[[ Exercise materials, beginning ]]

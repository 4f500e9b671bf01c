//! Product catalog handlers
//!
//! Only the fields that drive financing and commission are kept here.

use axum::{extract::State, http::StatusCode, Json};
use tracing::info;

use domain_sales::Product;

use crate::error::ApiError;
use crate::middleware::CurrentActor;
use crate::AppState;

pub async fn upsert_product(
    State(state): State<AppState>,
    CurrentActor(ctx): CurrentActor,
    Json(product): Json<Product>,
) -> Result<StatusCode, ApiError> {
    if product.price < rust_decimal::Decimal::ZERO {
        return Err(ApiError::Unprocessable(format!("Product {} has a negative price", product.id)));
    }
    if product.max_installments == Some(0) {
        return Err(ApiError::Unprocessable("maxInstallments must be at least 1".to_string()));
    }

    state
        .catalog
        .upsert_product(&product)
        .await
        .map_err(domain_sales::SalesError::from)?;
    info!(product_id = %product.id, actor = %ctx.actor.label(), "Product saved");
    Ok(StatusCode::NO_CONTENT)
}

[[ Exercise materials, end ]]

▶ _Work item_:
Your answer should be every entry above, repeated exactly.

▶ _Exercise result_:
repository 4f500e9b671bf01c
//! Product catalog handlers
//!
//! Only the fields that drive financing and commission are kept here.

use axum::{extract::State, http::StatusCode, Json};
use tracing::info;

use domain_sales::Product;

use crate::error::ApiError;
use crate::middleware::CurrentActor;
use crate::AppState;

pub async fn upsert_product(
    State(state): State<AppState>,
    CurrentActor(ctx): CurrentActor,
    Json(product): Json<Product>,
) -> Result<StatusCode, ApiError> {
    if product.price < rust_decimal::Decimal::ZERO {
        return Err(ApiError::Unprocessable(format!("Product {} has a negative price", product.id)));
    }
    if product.max_installments == Some(0) {
        return Err(ApiError::Unprocessable("maxInstallments must be at least 1".to_string()));
    }

    state
        .catalog
        .upsert_product(&product)
        .await
        .map_err(domain_sales::SalesError::from)?;
    info!(product_id = %product.id, actor = %ctx.actor.label(), "Product saved");
    Ok(StatusCode::NO_CONTENT)
}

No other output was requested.